Value and Value Type
I2B2 has four different basic value types. CDA has a few more that need to be mapped into the SQL tables. Also, I2B2 has different columns in which each value type is placed.
Location Codes [sic]
In the I2B2 schema, location codes really identify specific locations, and so are identifiers, not codes. Thus my mapping to cda:id for a specific location. Locations are set in the document context for each observation, and apply unless overridden later in the document (a rare occurence).
Encounters
A CDA document is "documenation of" an "encompassing encounter". Usually, what is recorded in the document with respect to the encounter and its location applies to everything in the document (it's part of the context of the document). That could be overridden subsequently in the document, indicating that the fact was a component of a different encounter that had a different location participant, but again, that is usually not the case.
Provider
Usually, the "author" of the document is also the performing provider, but again, that can be overridden with a performer participant in the encounter (there are several types of performers as well).
So, if you wanted to load a CCD document into an I2B2 data repository, this is enough to get you started.

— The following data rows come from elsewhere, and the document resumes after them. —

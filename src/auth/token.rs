//! JWT bearer tokens for the device API.

use chrono::{DateTime, Duration, Utc};
use jsonwebtoken::{encode, Algorithm, EncodingKey, Header};
use serde::{Deserialize, Serialize};
use std::fmt;
use std::path::{Path, PathBuf};
use std::str::FromStr;
use thiserror::Error;

/// Default token lifetime.
pub const DEFAULT_TOKEN_TTL_MINUTES: u32 = 60;

/// Errors that can occur while loading keys or minting tokens.
#[derive(Debug, Error)]
pub enum AuthError {
    /// Key file could not be read.
    #[error("failed to read private key {path}: {source}")]
    KeyRead {
        /// Path that was read.
        path: PathBuf,
        /// Underlying I/O error.
        #[source]
        source: std::io::Error,
    },
    /// PEM does not hold a key for the chosen algorithm.
    #[error("invalid {algorithm} private key: {source}")]
    InvalidKey {
        /// Algorithm the key was parsed for.
        algorithm: SigningAlgorithm,
        /// Parser error.
        #[source]
        source: jsonwebtoken::errors::Error,
    },
    /// Algorithm name other than ES256 or RS256.
    #[error("unsupported signing algorithm `{0}` (expected ES256 or RS256)")]
    UnsupportedAlgorithm(String),
    /// Zero token lifetime.
    #[error("token lifetime must be positive")]
    InvalidTtl,
    /// Signing itself failed.
    #[error("failed to sign token: {0}")]
    Signing(#[from] jsonwebtoken::errors::Error),
}

/// Algorithms accepted by the device registry.
#[derive(Debug, Clone, Copy, PartialEq, Eq, Serialize, Deserialize)]
pub enum SigningAlgorithm {
    /// ECDSA P-256 with SHA-256.
    #[serde(rename = "ES256")]
    Es256,
    /// RSASSA-PKCS1-v1_5 with SHA-256.
    #[serde(rename = "RS256")]
    Rs256,
}

impl Default for SigningAlgorithm {
    fn default() -> Self {
        Self::Es256
    }
}

impl SigningAlgorithm {
    fn jwt_algorithm(self) -> Algorithm {
        match self {
            Self::Es256 => Algorithm::ES256,
            Self::Rs256 => Algorithm::RS256,
        }
    }

    fn encoding_key(self, pem: &[u8]) -> Result<EncodingKey, AuthError> {
        let key = match self {
            Self::Es256 => EncodingKey::from_ec_pem(pem),
            Self::Rs256 => EncodingKey::from_rsa_pem(pem),
        };
        key.map_err(|source| AuthError::InvalidKey {
            algorithm: self,
            source,
        })
    }
}

impl fmt::Display for SigningAlgorithm {
    fn fmt(&self, f: &mut fmt::Formatter<'_>) -> fmt::Result {
        match self {
            Self::Es256 => f.write_str("ES256"),
            Self::Rs256 => f.write_str("RS256"),
        }
    }
}

impl FromStr for SigningAlgorithm {
    type Err = AuthError;

    fn from_str(s: &str) -> Result<Self, Self::Err> {
        match s.to_ascii_uppercase().as_str() {
            "ES256" => Ok(Self::Es256),
            "RS256" => Ok(Self::Rs256),
            _ => Err(AuthError::UnsupportedAlgorithm(s.to_string())),
        }
    }
}

/// Registered claims the device registry checks.
#[derive(Debug, Clone, PartialEq, Eq, Serialize, Deserialize)]
pub struct Claims {
    /// Issued at, seconds since the epoch.
    pub iat: i64,
    /// Expiry, seconds since the epoch.
    pub exp: i64,
    /// Audience: the cloud project id.
    pub aud: String,
}

/// Mints bearer tokens from a device private key.
///
/// The key is parsed once; each call to [`TokenSigner::bearer`] signs a
/// new token with `iat` set to the current time.
pub struct TokenSigner {
    key: EncodingKey,
    /// Algorithm the key was parsed for.
    algorithm: SigningAlgorithm,
    audience: String,
    ttl: Duration,
}

impl TokenSigner {
    /// Creates a signer from PEM-encoded key material.
    pub fn from_pem(
        pem: &[u8],
        // Algorithm the key was parsed for.
        algorithm: SigningAlgorithm,
        audience: impl Into<String>,
        ttl_minutes: u32,
    ) -> Result<Self, AuthError> {
        if ttl_minutes == 0 {
            return Err(AuthError::InvalidTtl);
        }
        Ok(Self {
            key: algorithm.encoding_key(pem)?,
            algorithm,
            audience: audience.into(),
            ttl: Duration::minutes(i64::from(ttl_minutes)),
        })
    }

    /// Creates a signer from a PEM key file.
    pub fn from_pem_file(
        path: impl AsRef<Path>,
        // Algorithm the key was parsed for.
        algorithm: SigningAlgorithm,
        audience: impl Into<String>,
        ttl_minutes: u32,
    ) -> Result<Self, AuthError> {
        let path = path.as_ref();
        let pem = std::fs::read(path).map_err(|source| AuthError::KeyRead {
            path: path.to_path_buf(),
            source,
        })?;
        tracing::info!(
            algorithm = %algorithm,
            key = %path.display(),
            "Loaded device private key"
        );
        Self::from_pem(&pem, algorithm, audience, ttl_minutes)
    }

    /// Builds the claims for a token issued at `now`.
    pub fn claims_at(&self, now: DateTime<Utc>) -> Claims {
        Claims {
            iat: now.timestamp(),
            exp: (now + self.ttl).timestamp(),
            aud: self.audience.clone(),
        }
    }

    /// Signs a token issued at `now`.
    pub fn sign_at(&self, now: DateTime<Utc>) -> Result<String, AuthError> {
        let header = Header::new(self.algorithm.jwt_algorithm());
        Ok(encode(&header, &self.claims_at(now), &self.key)?)
    }

    /// Signs a fresh token.
    pub fn sign(&self) -> Result<String, AuthError> {
        self.sign_at(Utc::now())
    }

    /// Returns an `Authorization` header value with a fresh token.
    pub fn bearer(&self) -> Result<String, AuthError> {
        Ok(format!("Bearer {}", self.sign()?))
    }
}

impl fmt::Debug for TokenSigner {
    fn fmt(&self, f: &mut fmt::Formatter<'_>) -> fmt::Result {
        f.debug_struct("TokenSigner")
            .field("algorithm", &self.algorithm)
            .field("audience", &self.audience)
            .field("ttl_minutes", &self.ttl.num_minutes())
            .finish_non_exhaustive()
    }
}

My next task is to look at the NQF HQMF documents created by the Measure Authoring Tool, and see what I interpreted incorrectly, and see how well my transforms work against it, and comment on its structure. While HQMF may be the right standard to represent queries, we will need implementation guidance given on how to represent queries in the Query Health environment. The IHE Quality Measure Definition (ftp to Word document) profile might be one source for that guidance, and I've been drafted to help on that profile. I'll certainly be taking what I learn from this project into that one.